-- Opening Marker --
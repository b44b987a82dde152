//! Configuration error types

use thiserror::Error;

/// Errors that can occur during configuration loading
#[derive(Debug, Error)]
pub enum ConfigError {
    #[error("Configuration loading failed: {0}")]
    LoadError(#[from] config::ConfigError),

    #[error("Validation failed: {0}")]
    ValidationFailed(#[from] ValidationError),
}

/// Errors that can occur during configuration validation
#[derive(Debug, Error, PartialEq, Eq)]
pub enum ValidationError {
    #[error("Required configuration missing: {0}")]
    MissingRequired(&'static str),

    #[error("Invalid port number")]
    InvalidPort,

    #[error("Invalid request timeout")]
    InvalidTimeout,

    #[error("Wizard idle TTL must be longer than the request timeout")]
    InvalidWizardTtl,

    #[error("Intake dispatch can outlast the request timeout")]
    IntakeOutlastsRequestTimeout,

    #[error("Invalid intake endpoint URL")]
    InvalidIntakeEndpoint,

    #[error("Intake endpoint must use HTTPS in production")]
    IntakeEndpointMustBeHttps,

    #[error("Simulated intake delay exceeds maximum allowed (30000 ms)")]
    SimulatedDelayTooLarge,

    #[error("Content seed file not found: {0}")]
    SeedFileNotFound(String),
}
-- Closing Marker --
-- Opening Marker --
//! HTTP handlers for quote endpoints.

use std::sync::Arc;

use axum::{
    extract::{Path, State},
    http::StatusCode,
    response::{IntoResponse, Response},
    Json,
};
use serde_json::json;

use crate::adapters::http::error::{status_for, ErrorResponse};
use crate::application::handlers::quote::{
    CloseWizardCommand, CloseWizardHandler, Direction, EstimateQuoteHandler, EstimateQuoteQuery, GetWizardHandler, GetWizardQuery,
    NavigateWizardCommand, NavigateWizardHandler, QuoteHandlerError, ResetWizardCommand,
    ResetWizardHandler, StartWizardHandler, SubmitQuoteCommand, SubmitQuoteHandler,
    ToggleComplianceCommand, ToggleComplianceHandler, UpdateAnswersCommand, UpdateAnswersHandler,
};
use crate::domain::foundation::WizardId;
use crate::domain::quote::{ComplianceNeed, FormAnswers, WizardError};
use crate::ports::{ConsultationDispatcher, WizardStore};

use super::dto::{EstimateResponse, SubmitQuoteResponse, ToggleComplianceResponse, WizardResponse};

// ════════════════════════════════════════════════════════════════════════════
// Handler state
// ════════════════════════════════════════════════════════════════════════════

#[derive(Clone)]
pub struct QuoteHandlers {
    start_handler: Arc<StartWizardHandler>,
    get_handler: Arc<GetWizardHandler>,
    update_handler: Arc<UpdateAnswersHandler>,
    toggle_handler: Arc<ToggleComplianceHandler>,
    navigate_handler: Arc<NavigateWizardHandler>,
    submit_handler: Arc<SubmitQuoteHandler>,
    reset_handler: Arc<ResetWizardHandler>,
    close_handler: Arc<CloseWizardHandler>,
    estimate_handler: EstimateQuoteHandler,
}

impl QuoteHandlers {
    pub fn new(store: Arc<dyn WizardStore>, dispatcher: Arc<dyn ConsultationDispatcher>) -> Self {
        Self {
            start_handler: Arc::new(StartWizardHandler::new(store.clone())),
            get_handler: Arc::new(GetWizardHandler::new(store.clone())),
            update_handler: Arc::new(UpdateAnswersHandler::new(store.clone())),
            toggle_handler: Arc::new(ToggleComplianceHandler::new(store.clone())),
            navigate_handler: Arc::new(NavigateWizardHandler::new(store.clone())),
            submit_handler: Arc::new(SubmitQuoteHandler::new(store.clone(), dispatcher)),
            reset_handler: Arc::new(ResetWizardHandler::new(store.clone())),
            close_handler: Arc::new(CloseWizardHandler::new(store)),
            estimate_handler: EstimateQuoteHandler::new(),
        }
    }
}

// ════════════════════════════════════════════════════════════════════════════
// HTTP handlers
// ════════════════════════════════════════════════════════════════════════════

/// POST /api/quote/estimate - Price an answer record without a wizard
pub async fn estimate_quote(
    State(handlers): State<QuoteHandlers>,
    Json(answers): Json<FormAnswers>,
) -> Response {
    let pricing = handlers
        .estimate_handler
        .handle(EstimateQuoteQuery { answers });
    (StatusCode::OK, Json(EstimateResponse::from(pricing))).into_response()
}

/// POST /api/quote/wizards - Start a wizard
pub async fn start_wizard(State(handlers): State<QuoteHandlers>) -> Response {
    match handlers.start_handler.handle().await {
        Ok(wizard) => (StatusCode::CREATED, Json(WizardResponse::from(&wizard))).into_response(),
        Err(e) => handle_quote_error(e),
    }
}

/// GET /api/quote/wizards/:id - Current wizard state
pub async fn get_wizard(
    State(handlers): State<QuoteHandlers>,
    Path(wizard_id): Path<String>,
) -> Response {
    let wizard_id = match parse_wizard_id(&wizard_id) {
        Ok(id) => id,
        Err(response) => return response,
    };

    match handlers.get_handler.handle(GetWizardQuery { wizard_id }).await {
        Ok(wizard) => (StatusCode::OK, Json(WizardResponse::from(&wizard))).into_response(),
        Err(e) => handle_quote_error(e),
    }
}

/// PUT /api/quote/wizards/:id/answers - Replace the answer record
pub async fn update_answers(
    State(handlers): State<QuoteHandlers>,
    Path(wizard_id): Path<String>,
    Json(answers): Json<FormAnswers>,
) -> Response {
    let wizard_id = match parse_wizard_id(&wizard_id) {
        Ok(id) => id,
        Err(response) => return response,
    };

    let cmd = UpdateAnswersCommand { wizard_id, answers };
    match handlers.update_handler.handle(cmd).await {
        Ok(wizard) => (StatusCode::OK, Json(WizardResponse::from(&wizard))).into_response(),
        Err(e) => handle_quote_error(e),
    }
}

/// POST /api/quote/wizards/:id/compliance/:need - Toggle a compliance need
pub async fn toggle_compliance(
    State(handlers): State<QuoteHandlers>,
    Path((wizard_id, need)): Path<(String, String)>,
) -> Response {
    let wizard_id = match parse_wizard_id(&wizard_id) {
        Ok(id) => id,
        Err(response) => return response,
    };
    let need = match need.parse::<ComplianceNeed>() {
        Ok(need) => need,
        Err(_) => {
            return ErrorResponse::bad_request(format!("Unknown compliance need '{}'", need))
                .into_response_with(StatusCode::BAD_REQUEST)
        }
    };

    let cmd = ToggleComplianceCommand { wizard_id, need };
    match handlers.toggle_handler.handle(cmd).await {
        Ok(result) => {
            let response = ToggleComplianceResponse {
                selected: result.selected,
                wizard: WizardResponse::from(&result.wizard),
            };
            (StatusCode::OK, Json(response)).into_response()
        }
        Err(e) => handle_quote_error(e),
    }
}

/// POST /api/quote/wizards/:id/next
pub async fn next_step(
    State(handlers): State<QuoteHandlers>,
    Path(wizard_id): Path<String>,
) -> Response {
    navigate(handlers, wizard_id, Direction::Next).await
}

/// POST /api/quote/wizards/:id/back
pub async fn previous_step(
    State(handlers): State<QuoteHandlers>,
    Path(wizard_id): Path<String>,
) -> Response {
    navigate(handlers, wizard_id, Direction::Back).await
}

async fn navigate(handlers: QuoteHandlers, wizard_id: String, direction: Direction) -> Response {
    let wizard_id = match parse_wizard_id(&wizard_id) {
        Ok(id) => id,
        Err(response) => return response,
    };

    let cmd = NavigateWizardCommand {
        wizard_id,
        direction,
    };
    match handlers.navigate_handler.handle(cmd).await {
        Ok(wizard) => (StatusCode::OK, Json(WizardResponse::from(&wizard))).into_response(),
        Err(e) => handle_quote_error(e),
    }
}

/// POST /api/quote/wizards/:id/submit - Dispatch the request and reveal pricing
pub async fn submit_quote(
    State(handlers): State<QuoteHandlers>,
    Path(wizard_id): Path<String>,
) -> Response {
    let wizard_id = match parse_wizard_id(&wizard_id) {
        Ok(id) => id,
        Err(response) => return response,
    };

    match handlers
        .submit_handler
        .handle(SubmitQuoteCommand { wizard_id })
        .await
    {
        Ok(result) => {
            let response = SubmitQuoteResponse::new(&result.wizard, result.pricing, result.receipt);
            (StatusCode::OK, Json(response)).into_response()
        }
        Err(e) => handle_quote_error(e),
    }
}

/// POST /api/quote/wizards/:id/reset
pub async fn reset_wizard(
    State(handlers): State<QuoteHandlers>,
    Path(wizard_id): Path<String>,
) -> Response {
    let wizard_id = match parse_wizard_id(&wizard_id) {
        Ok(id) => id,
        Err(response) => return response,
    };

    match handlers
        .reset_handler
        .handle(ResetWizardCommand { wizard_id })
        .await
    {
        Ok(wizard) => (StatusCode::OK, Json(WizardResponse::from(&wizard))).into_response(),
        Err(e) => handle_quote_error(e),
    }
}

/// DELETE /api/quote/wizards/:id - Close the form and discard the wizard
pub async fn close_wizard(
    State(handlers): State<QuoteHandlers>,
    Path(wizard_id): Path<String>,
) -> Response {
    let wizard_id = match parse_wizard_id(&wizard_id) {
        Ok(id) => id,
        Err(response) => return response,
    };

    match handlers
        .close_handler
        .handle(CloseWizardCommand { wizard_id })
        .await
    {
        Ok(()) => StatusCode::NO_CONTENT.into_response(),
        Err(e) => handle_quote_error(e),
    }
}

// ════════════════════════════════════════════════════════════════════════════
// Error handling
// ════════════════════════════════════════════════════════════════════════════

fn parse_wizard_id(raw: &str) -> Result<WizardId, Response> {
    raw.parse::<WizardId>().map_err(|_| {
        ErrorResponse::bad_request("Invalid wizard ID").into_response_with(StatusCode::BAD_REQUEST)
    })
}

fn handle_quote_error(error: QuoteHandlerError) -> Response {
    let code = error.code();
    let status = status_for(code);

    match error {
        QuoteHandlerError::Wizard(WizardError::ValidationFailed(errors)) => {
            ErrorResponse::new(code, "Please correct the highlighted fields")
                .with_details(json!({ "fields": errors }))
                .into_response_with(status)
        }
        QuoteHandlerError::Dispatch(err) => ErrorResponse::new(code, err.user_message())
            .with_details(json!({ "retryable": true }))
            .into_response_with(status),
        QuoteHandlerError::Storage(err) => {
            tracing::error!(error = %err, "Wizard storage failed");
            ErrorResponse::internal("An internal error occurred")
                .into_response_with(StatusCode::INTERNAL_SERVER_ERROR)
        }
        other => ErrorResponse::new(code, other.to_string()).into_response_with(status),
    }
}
-- Closing Marker --
-- Opening Marker --
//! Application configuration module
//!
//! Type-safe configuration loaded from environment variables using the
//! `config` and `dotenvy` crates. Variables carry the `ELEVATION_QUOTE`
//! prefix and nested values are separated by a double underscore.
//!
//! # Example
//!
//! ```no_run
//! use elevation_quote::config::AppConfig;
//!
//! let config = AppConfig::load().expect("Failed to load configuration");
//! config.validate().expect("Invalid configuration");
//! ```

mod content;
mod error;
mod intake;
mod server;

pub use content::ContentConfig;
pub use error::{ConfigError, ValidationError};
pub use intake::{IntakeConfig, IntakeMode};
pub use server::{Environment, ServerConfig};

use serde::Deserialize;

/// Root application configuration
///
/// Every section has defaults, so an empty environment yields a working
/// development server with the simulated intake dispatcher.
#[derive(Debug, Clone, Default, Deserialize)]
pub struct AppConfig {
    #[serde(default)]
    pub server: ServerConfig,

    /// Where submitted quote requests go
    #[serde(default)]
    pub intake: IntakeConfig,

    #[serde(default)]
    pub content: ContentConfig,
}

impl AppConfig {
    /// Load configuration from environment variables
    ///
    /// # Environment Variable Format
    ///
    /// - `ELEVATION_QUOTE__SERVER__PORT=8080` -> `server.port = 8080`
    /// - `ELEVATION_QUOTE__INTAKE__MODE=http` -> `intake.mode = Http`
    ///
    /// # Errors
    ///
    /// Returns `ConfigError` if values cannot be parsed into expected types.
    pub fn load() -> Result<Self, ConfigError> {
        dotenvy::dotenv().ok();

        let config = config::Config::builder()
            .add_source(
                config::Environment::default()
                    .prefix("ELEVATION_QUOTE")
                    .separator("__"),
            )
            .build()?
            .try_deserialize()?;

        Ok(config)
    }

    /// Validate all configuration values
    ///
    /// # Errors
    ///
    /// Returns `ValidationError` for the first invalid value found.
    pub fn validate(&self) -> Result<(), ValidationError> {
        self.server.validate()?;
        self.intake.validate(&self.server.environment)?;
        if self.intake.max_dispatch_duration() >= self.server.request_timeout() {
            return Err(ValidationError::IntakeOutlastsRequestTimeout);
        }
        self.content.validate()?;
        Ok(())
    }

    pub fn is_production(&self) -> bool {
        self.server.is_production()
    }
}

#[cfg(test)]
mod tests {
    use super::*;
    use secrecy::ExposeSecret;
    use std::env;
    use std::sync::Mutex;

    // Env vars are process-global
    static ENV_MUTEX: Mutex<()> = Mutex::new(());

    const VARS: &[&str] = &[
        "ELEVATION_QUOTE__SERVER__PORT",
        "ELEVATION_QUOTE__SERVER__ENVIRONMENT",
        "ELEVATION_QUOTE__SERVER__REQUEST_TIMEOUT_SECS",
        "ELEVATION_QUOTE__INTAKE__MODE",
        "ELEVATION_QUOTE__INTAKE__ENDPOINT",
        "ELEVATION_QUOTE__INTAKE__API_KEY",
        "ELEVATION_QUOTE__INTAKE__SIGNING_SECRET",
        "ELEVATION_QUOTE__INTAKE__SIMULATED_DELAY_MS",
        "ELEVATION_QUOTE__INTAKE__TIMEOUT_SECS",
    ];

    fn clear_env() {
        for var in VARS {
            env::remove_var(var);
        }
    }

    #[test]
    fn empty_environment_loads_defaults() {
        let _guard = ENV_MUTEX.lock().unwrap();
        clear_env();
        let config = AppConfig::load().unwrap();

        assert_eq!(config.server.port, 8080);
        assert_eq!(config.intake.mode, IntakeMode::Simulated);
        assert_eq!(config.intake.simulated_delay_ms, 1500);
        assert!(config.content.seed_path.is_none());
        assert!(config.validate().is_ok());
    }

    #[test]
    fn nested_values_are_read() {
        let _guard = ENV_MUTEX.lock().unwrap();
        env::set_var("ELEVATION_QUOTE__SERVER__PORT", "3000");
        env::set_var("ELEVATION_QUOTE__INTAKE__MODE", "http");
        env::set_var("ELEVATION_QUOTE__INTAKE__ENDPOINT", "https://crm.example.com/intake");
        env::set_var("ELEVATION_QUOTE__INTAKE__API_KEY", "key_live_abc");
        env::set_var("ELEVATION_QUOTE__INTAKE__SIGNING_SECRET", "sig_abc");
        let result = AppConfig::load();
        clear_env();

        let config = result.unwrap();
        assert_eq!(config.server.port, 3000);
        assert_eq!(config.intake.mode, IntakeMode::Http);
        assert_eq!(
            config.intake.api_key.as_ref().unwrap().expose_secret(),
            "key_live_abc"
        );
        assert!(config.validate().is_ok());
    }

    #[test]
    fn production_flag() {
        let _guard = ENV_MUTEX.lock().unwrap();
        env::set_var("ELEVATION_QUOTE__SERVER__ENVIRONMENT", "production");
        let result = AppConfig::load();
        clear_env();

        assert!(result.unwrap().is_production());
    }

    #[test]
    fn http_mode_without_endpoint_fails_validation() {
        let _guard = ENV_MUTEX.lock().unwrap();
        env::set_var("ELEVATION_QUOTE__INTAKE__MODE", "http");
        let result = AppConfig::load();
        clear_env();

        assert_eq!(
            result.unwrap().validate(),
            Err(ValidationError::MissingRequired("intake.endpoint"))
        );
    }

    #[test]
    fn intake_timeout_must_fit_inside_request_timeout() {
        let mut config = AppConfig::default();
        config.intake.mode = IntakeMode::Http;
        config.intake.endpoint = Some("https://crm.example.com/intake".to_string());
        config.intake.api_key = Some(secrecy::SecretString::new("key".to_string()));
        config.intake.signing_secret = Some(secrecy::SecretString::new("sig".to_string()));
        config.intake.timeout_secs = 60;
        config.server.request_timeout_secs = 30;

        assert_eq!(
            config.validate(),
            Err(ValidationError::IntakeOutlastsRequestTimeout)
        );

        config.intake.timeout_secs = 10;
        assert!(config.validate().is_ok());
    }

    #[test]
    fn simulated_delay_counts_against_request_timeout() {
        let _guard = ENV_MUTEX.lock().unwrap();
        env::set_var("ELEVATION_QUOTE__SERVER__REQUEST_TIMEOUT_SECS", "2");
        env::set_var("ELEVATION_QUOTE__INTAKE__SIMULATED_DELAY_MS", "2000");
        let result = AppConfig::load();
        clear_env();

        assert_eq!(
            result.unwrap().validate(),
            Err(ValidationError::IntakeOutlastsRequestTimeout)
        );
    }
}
-- Closing Marker --
Aim of the exercise: Filter the entries down to the lines that hold "NavigateWizardCommand". Copy those lines.

Response for this exercise:
    NavigateWizardCommand, NavigateWizardHandler, QuoteHandlerError, ResetWizardCommand,
    let cmd = NavigateWizardCommand {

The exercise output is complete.